ASSIGNED TASK: Among the lines below, tally those holding the string "including" and give the total only.

• • • • •

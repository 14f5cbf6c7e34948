// src/core/qubit.rs

use std::fmt;

/// Identifier of a qubit inside a single pattern.
///
/// Identifiers are plain indices: a well-formed pattern prepares exactly the
/// qubits `0..n`, which lets the simulation engine use the id directly as an
/// index into flat per-qubit arrays.
#[derive(Debug, Clone, Copy, PartialEq, Eq, Hash, PartialOrd, Ord)]
pub struct Qubit(pub usize);

impl Qubit {
    /// Returns the raw index of this qubit.
    pub fn index(self) -> usize {
        self.0
    }
}

impl From<usize> for Qubit {
    fn from(index: usize) -> Self {
        Qubit(index)
    }
}

impl fmt::Display for Qubit {
    fn fmt(&self, f: &mut fmt::Formatter<'_>) -> fmt::Result {
        write!(f, "q{}", self.0)
    }
}
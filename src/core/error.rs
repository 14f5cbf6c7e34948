//! Error handling logic

use thiserror::Error;

use crate::validation::Violation;

/// Errors raised while checking, compiling or simulating a pattern.
///
/// The variants follow the failure classes of the measurement calculus
/// tooling. Only [`MbqcError::IllFormed`] describes bad user input; the others
/// point at a defect in a template, in the engine, or in the calling code.
#[derive(Debug, Clone, PartialEq, Error)]
#[non_exhaustive]
pub enum MbqcError {
    /// The pattern breaks one or more of the D0–D4 well-formedness conditions.
    /// Every violation found in the checking pass is carried.
    #[error("pattern is not well-formed: {}", summarize(.0))]
    IllFormed(Vec<Violation>),

    /// A gate template could not be lowered into elementary commands.
    /// This is a defect in the template definition, never a recoverable input error.
    #[error("template '{template}' failed to compile: {message}")]
    TemplateCompilation {
        /// Name of the offending template.
        template: String,
        /// What went wrong, including the directive index where known.
        message: String,
    },

    /// Probability mass drifted away from 1 beyond the configured tolerance.
    #[error("numeric consistency lost during {context}: total probability {total} deviates from 1 by more than {tolerance:e}")]
    NumericConsistency {
        /// Where the deviation was detected (command index, branch, final distribution).
        context: String,
        /// The observed total probability or squared norm.
        total: f64,
        /// The tolerance that was exceeded.
        tolerance: f64,
    },

    /// The engine was asked to run something it must never run, e.g. a
    /// rejected pattern or one larger than the configured qubit limit.
    #[error("precondition violated: {message}")]
    Precondition {
        /// Description of the violated precondition.
        message: String,
        /// Every well-formedness violation when the pattern was rejected by
        /// the checker; empty for other preconditions.
        violations: Vec<Violation>,
    },

    /// An engine invariant that checking should have established does not hold.
    #[error("internal engine error: {message}")]
    Internal {
        /// What broke, including the command index where known.
        message: String,
    },
}

impl MbqcError {
    /// A precondition failure that is not about well-formedness.
    pub(crate) fn precondition(message: impl Into<String>) -> Self {
        MbqcError::Precondition { message: message.into(), violations: Vec::new() }
    }

    /// The violations carried by `IllFormed` or a rejected-pattern
    /// `Precondition`; empty for every other error.
    pub fn violations(&self) -> &[Violation] {
        match self {
            MbqcError::IllFormed(violations) | MbqcError::Precondition { violations, .. } => violations,
            _ => &[],
        }
    }
}

/// Result type for pattern operations.
pub type Result<T> = std::result::Result<T, MbqcError>;

fn summarize(violations: &[Violation]) -> String {
    match violations {
        [] => "no violations recorded".to_string(),
        [only] => only.to_string(),
        [first, rest @ ..] => format!("{} (and {} more)", first, rest.len()),
    }
}
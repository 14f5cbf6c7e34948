// src/simulation/mod.rs

//! Executes checked patterns on a dense state vector.
//! This module contains the `Simulator` entry point, its configuration, and
//! the internal `SimulationEngine` that evolves the state command by command.

mod results;
pub(crate) mod engine;

pub use results::{Distribution, Evaluation, Outcome};

use crate::core::constants::mcalc_constants::DEFAULT_MAX_QUBITS;
use crate::core::{DEFAULT_TOLERANCE, MbqcError, Result};
use crate::pattern::Pattern;
use crate::validation::CheckedPattern;
use rand::rngs::StdRng;
use rand::{RngExt, SeedableRng};
use rayon::iter::{IntoParallelIterator, ParallelIterator};
use tracing::debug;

/// How a pattern is evaluated.
#[derive(Debug, Clone, Copy, PartialEq, Eq)]
pub enum Mode {
    /// Run the pattern this many times, sampling every measurement.
    Shots(usize),
    /// Enumerate every measurement branch and return exact probabilities.
    Exact,
}

/// Simulator settings.
#[derive(Debug, Clone, Copy, PartialEq)]
pub struct SimulatorConfig {
    /// Master seed for shot mode. `None` draws a fresh seed per evaluation.
    pub seed: Option<u64>,
    /// Run shots on the rayon thread pool.
    pub parallel: bool,
    /// Allowed deviation of totals and norms from 1.
    pub tolerance: f64,
    /// Largest qubit count accepted before any state is allocated.
    pub max_qubits: usize,
}

impl Default for SimulatorConfig {
    fn default() -> Self {
        Self { seed: None, parallel: false, tolerance: DEFAULT_TOLERANCE, max_qubits: DEFAULT_MAX_QUBITS }
    }
}

impl SimulatorConfig {
    /// Fixes the master seed so shot runs are reproducible.
    pub fn with_seed(mut self, seed: u64) -> Self {
        self.seed = Some(seed);
        self
    }

    /// Runs shots on the rayon pool when `true`.
    pub fn with_parallel(mut self, parallel: bool) -> Self {
        self.parallel = parallel;
        self
    }

    /// Sets the allowed deviation of probability totals and norms from 1.
    pub fn with_tolerance(mut self, tolerance: f64) -> Self {
        self.tolerance = tolerance;
        self
    }

    /// Sets the largest qubit count the simulator accepts.
    pub fn with_max_qubits(mut self, max_qubits: usize) -> Self {
        self.max_qubits = max_qubits;
        self
    }
}

/// The main simulator orchestrating pattern evaluation.
#[derive(Debug, Clone, Default)]
pub struct Simulator {
    config: SimulatorConfig,
}

impl Simulator {
    /// Creates a new Simulator with default settings.
    pub fn new() -> Self {
        Self::default()
    }

    /// Creates a simulator with the given settings.
    pub fn with_config(config: SimulatorConfig) -> Self {
        Self { config }
    }

    /// The settings this simulator runs with.
    pub fn config(&self) -> &SimulatorConfig {
        &self.config
    }

    /// Checks `pattern` and evaluates it.
    ///
    /// # Errors
    /// * `MbqcError::Precondition` if the pattern is not well-formed (every
    ///   violation is carried in `violations` and listed in the message) or
    ///   has more than `max_qubits` qubits.
    /// * `MbqcError::NumericConsistency` if a probability total or a
    ///   post-collapse norm drifts from 1 beyond the tolerance.
    pub fn evaluate(&self, pattern: &Pattern, mode: Mode) -> Result<Evaluation> {
        let checked = CheckedPattern::new(pattern.clone()).map_err(|err| match err {
            MbqcError::IllFormed(violations) => {
                let listed: Vec<String> = violations.iter().map(|v| v.to_string()).collect();
                MbqcError::Precondition {
                    message: format!("cannot evaluate a rejected pattern: {}", listed.join("; ")),
                    violations,
                }
            }
            other => other,
        })?;
        self.evaluate_checked(&checked, mode)
    }

    /// Evaluates an already checked pattern.
    pub fn evaluate_checked(&self, pattern: &CheckedPattern, mode: Mode) -> Result<Evaluation> {
        self.ensure_capacity(pattern)?;
        debug!(qubits = pattern.num_qubits(), commands = pattern.pattern().len(), ?mode, "evaluation started");
        let evaluation = match mode {
            Mode::Shots(shots) => {
                let mut rng = match self.config.seed {
                    Some(seed) => StdRng::seed_from_u64(seed),
                    None => StdRng::seed_from_u64(rand::random::<u64>()),
                };
                Evaluation::Shots(self.run_shots_with(pattern, shots, &mut rng)?)
            }
            Mode::Exact => Evaluation::Exact(self.exact_distribution(pattern)?),
        };
        debug!(?mode, "evaluation finished");
        Ok(evaluation)
    }

    /// Runs `shots` randomized executions, drawing every random choice from `rng`.
    ///
    /// Each shot gets its own generator seeded from `rng`, so a given `rng`
    /// state yields the same outcomes with or without `parallel`.
    pub fn run_shots_with(&self, pattern: &CheckedPattern, shots: usize, rng: &mut StdRng) -> Result<Vec<Outcome>> {
        self.ensure_capacity(pattern)?;
        let seeds: Vec<u64> = (0..shots).map(|_| rng.random::<u64>()).collect();
        let tolerance = self.config.tolerance;
        let run = |seed: u64| engine::run_shot(pattern, tolerance, &mut StdRng::seed_from_u64(seed));

        if self.config.parallel {
            seeds.into_par_iter().map(run).collect()
        } else {
            seeds.into_iter().map(run).collect()
        }
    }

    /// Shot mode with the configured seed, see [`Self::run_shots_with`].
    pub fn run_shots(&self, pattern: &CheckedPattern, shots: usize) -> Result<Vec<Outcome>> {
        match self.evaluate_checked(pattern, Mode::Shots(shots))? {
            Evaluation::Shots(outcomes) => Ok(outcomes),
            Evaluation::Exact(_) => Err(MbqcError::Internal {
                message: "shot mode produced an exact distribution".to_string(),
            }),
        }
    }

    /// The exact outcome distribution of `pattern`.
    pub fn exact_distribution(&self, pattern: &CheckedPattern) -> Result<Distribution> {
        self.ensure_capacity(pattern)?;
        engine::enumerate(pattern, self.config.tolerance)
    }

    fn ensure_capacity(&self, pattern: &CheckedPattern) -> Result<()> {
        if pattern.num_qubits() > self.config.max_qubits {
            return Err(MbqcError::precondition(format!(
                "pattern uses {} qubits, simulator is limited to {}",
                pattern.num_qubits(),
                self.config.max_qubits
            )));
        }
        Ok(())
    }
}

#[cfg(test)]
mod tests {
    use super::*;
    use crate::core::Qubit;
    use crate::pattern::PatternBuilder;

    fn q(i: usize) -> Qubit {
        Qubit(i)
    }

    fn coin() -> CheckedPattern {
        CheckedPattern::new(
            PatternBuilder::new()
                .init_plus(q(0))
                .measure(q(0), std::f64::consts::FRAC_PI_2, vec![], vec![])
                .build(),
        )
        .unwrap()
    }

    #[test]
    fn config_defaults_and_setters() {
        let config = SimulatorConfig::default();
        assert_eq!(config.seed, None);
        assert!(!config.parallel);
        assert_eq!(config.tolerance, DEFAULT_TOLERANCE);
        assert_eq!(config.max_qubits, DEFAULT_MAX_QUBITS);

        let config = config.with_seed(3).with_parallel(true).with_tolerance(1e-6).with_max_qubits(4);
        assert_eq!(config, SimulatorConfig { seed: Some(3), parallel: true, tolerance: 1e-6, max_qubits: 4 });
        assert_eq!(Simulator::with_config(config).config(), &config);
    }

    #[test]
    fn seeded_shots_are_reproducible() {
        let simulator = Simulator::with_config(SimulatorConfig::default().with_seed(42));
        let first = simulator.run_shots(&coin(), 64).unwrap();
        let second = simulator.run_shots(&coin(), 64).unwrap();
        assert_eq!(first, second);
        assert_eq!(first.len(), 64);
    }

    #[test]
    fn parallel_matches_sequential() {
        let pattern = coin();
        let sequential = Simulator::new()
            .run_shots_with(&pattern, 100, &mut StdRng::seed_from_u64(9))
            .unwrap();
        let parallel = Simulator::with_config(SimulatorConfig::default().with_parallel(true))
            .run_shots_with(&pattern, 100, &mut StdRng::seed_from_u64(9))
            .unwrap();
        assert_eq!(sequential, parallel);
    }

    #[test]
    fn qubit_limit_is_a_precondition() {
        let simulator = Simulator::with_config(SimulatorConfig::default().with_max_qubits(0));
        assert!(matches!(simulator.evaluate_checked(&coin(), Mode::Exact), Err(MbqcError::Precondition { .. })));
    }

    #[test]
    fn zero_shots_yield_no_outcomes() {
        let outcomes = Simulator::new().run_shots(&coin(), 0).unwrap();
        assert!(outcomes.is_empty());
    }
}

• • • • •

SOLUTION TO THE PROBLEM: 2